**Task details**
Retrieve every line of the data holding the word "async".
[Records shown — start]
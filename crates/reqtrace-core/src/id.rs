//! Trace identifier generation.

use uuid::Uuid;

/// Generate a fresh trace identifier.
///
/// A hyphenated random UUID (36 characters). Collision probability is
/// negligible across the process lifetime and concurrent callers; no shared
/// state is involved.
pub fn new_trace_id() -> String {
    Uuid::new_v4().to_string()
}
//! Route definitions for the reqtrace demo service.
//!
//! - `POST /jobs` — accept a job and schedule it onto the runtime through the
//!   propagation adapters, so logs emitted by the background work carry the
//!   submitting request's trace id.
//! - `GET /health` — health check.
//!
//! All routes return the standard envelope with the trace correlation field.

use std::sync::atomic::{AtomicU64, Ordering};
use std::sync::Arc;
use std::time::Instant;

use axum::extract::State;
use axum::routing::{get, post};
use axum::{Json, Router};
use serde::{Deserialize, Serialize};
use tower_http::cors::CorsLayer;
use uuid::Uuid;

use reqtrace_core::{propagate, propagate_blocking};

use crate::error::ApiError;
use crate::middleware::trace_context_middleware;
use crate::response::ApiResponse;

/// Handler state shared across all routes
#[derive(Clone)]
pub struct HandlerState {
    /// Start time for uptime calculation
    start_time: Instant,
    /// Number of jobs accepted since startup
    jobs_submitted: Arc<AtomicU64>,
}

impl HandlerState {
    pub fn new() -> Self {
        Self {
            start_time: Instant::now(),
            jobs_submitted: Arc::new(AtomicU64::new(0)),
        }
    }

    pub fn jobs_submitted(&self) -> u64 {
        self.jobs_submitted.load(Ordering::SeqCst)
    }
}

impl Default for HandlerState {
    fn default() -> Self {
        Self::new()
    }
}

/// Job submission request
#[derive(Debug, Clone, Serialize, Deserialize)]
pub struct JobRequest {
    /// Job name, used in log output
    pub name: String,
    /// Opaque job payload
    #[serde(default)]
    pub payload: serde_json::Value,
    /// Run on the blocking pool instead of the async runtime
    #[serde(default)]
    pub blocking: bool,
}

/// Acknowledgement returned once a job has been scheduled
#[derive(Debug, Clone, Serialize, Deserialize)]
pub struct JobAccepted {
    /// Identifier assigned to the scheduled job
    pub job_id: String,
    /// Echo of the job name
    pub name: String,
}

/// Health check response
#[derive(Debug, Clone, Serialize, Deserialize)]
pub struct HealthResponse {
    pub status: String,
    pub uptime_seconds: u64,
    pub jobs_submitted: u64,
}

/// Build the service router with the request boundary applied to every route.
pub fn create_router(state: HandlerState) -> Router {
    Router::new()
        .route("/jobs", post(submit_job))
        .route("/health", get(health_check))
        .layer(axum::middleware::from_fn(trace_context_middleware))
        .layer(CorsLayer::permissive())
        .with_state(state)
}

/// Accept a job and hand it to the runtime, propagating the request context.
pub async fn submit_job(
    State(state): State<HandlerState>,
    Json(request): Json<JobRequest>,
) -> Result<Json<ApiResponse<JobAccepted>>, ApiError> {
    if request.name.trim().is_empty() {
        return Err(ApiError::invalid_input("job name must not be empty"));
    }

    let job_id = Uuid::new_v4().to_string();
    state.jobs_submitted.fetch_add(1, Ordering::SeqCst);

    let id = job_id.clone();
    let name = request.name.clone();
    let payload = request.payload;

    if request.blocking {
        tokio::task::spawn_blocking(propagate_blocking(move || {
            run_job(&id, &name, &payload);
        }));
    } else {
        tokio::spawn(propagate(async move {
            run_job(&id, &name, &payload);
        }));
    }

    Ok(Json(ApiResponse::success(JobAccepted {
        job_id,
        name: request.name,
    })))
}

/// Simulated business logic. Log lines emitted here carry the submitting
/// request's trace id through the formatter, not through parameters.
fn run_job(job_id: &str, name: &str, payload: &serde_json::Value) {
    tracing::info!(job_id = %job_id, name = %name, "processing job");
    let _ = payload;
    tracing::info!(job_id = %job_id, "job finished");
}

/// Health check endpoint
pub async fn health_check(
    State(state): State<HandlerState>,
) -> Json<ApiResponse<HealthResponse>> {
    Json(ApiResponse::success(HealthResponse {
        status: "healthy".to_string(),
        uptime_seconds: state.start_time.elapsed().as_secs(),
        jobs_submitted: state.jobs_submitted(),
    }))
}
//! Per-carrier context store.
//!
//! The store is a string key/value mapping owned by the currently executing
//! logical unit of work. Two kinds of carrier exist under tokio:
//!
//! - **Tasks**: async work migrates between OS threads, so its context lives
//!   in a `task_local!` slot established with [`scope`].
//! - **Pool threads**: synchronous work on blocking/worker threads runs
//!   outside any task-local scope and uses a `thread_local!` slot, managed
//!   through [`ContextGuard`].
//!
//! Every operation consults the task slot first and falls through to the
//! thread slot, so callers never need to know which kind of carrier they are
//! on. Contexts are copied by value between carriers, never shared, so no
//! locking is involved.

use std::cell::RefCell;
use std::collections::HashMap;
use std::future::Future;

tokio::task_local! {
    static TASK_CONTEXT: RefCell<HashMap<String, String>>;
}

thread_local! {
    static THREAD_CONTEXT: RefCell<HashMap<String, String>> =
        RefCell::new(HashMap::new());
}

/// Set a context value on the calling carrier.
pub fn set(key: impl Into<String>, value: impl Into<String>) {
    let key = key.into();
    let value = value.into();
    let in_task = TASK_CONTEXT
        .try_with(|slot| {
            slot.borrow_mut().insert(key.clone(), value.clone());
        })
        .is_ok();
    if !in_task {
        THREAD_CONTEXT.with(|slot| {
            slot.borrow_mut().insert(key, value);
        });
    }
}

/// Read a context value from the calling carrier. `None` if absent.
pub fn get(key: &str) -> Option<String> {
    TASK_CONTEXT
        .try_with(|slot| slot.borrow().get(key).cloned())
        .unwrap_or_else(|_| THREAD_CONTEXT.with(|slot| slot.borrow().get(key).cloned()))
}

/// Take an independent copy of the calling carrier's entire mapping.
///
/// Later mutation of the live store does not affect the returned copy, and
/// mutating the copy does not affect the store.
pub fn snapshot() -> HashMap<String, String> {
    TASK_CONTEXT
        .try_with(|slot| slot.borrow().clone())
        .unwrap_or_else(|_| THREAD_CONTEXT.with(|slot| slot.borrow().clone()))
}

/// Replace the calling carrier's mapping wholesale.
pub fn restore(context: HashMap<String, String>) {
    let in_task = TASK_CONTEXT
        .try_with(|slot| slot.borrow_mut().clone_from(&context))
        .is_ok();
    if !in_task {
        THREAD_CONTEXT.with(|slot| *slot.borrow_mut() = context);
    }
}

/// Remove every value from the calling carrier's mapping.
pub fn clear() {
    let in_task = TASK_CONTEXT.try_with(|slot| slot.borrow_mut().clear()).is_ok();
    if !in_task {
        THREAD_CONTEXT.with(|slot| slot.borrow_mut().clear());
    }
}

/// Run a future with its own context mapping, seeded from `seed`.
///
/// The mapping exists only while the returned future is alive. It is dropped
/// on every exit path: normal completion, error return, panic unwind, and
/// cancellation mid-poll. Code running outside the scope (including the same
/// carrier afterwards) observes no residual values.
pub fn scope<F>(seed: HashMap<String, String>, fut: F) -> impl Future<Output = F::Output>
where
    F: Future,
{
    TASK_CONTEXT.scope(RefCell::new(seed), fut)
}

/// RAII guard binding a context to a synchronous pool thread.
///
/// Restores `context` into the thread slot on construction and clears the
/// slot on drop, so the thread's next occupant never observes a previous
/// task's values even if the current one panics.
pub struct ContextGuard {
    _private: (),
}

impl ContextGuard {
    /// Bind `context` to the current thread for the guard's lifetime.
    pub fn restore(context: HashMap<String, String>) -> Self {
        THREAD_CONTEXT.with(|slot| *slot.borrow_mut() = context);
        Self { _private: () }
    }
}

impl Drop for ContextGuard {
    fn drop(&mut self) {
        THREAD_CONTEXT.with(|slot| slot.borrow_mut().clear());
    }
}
[Records shown — finish]
**Solution to this task**
    /// Run on the blocking pool instead of the async runtime
pub async fn submit_job(
        tokio::spawn(propagate(async move {
pub async fn health_check(
//! - **Tasks**: async work migrates between OS threads, so its context lives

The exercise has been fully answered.